Referendum dominates GBPUSD
The upcoming Scotland referendum completely dominated UK economic headlines last week, with the GBPUSD falling to its lowest level since November 2013 (1.6051) when the prospect of an independent Scotland continued to gain unexpected momentum at the beginning of the week.
From here, comments from Bank of England (BoE) Governor Carney that an interest rate hike can be expected around Spring 2015, alongside “No” votes for Scottish independence regaining the lead, encouraged the Cable to recover losses.
With such a period of political uncertainty uncommon for the UK, this pair should continue to move unpredictably over the next few days.
If “No” votes win, the GBPUSD has the potential to move back to the 1.66 area where the pair was trading before the “Yes” vote began to be priced into markets.

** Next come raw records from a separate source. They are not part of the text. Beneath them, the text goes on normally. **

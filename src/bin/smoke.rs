use clap::Parser;
use teleport_ci::{args, ops, util};
use tracing::error;

/// Entry function of `run-it-smoke-tests`.
fn main() {
    let args = args::SmokeArgs::parse();

    if let Err(e) = util::init_logger(&args.common.log_level) {
        eprintln!("error: {:#}", e);
        std::process::exit(1);
    }

    if let Err(e) = ops::smoke::exec(args) {
        error!("{:#}", e);
        std::process::exit(1);
    }
}
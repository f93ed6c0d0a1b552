//! Implementation of `run-it-smoke-tests`.

use std::path::{Path, PathBuf};

use anyhow::Context;
use colored::Colorize;
use tracing::{debug, info};

use crate::args::SmokeArgs;
use crate::config::Config;
use crate::flags::ItFlags;
use crate::maven::{Executor, Goal, Maven, MavenFlags, ProcessExecutor};
use crate::{modules, util, CIResult, STATIC_INSTANCE};

const THREAD_COUNT: u32 = 8;
const IT_PARALLELISM: u32 = 4;

/// Main routine for `run-it-smoke-tests`.
pub fn exec(args: SmokeArgs) -> CIResult<()> {
    let config = Config::load(args.common.config.as_deref())?;

    let program = args
        .common
        .mvn
        .or(config.maven.program)
        .unwrap_or_else(|| "mvn".to_string());
    let pom = args
        .common
        .pom
        .or_else(|| config.maven.pom.map(PathBuf::from))
        .unwrap_or_else(|| PathBuf::from("pom.xml"));

    let root = pom.parent().unwrap_or_else(|| Path::new(""));
    let root = if root.as_os_str().is_empty() {
        Path::new(".")
    } else {
        root
    };
    let modules = modules::changed_modules(root, &args.common.changed_files)
        .context("failed to select the changed modules")?;
    debug!(?modules);

    let maven = Maven {
        program,
        pom,
        modules,
    };
    let it = ItFlags::resolve(args.it, config.it);

    run(&maven, &it, &ProcessExecutor)
}

/// Core routine: install the repository, then run the smoke tests.
pub fn run<E: Executor>(maven: &Maven, it: &ItFlags, executor: &E) -> CIResult<()> {
    step(maven, Goal::CleanInstall, &install_options(), executor)?;
    step(maven, Goal::Verify, &verify_options(it), executor)?;

    info!("Build Successful!");

    Ok(())
}

/// Options for installing the repository without testing it.
pub fn install_options() -> Vec<String> {
    let mvn = MavenFlags::new();
    vec![
        mvn.include_dependencies(),
        mvn.skip_dependency_analysis(),
        mvn.skip_checkstyle(),
        mvn.skip_jib(),
        mvn.skip_tests(),
        mvn.skip_jacoco(),
        mvn.skip_shade(),
        mvn.thread_count(THREAD_COUNT),
        mvn.internal_maven(),
    ]
}

/// Options for running the smoke tests against the static backends.
pub fn verify_options(it: &ItFlags) -> Vec<String> {
    let mvn = MavenFlags::new();
    vec![
        mvn.include_dependencies(),
        mvn.skip_dependency_analysis(),
        mvn.skip_checkstyle(),
        mvn.skip_jib(),
        mvn.run_integration_smoke_tests(),
        mvn.thread_count(THREAD_COUNT),
        mvn.integration_test_parallelism(IT_PARALLELISM),
        mvn.static_bigtable_instance(STATIC_INSTANCE),
        mvn.static_spanner_instance(STATIC_INSTANCE),
        mvn.internal_maven(),
        it.region(),
        it.project(),
        it.artifact_bucket(),
        it.stage_bucket(),
        it.private_connectivity(),
        it.spanner_host(),
        it.failure_mode(),
        it.retry_failures(),
        it.static_oracle_host(),
        it.static_oracle_sys_password(),
        it.cloud_proxy_host(),
        it.cloud_proxy_mysql_port(),
        it.cloud_proxy_postgres_port(),
        it.cloud_proxy_password(),
    ]
}

fn step<E: Executor>(maven: &Maven, goal: Goal, options: &[String], executor: &E) -> CIResult<()> {
    let invocation = maven.invocation(goal, options);

    eprintln!("{:>12} mvn {}", "Running".cyan().bold(), goal);
    let time = std::time::Instant::now();

    executor
        .execute(&invocation)
        .with_context(|| format!("failed to run `mvn {}`", goal))?;

    eprintln!(
        "{:>12} mvn {} in {}",
        "Finished".green().bold(),
        goal,
        util::human_duration(time.elapsed())
    );

    Ok(())
}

However, if “Yes” wins, it will be difficult to forecast what could happen to the pair. Downside pressure should accelerate, with it even possible the Cable could depreciate by a sudden 10%. From a technical standpoint on the Daily timeframe, the GBPUSD has surprisingly re-entered the bearish channel which looked certain to have concluded only a week ago. With the Scottish referendum now only hours away, this pair is expected to continue trading with high volatility.
Potential resistance can be found at 1.6350 and 1.6441, while support is located around 1.6190 and the current yearly low, 1.6051.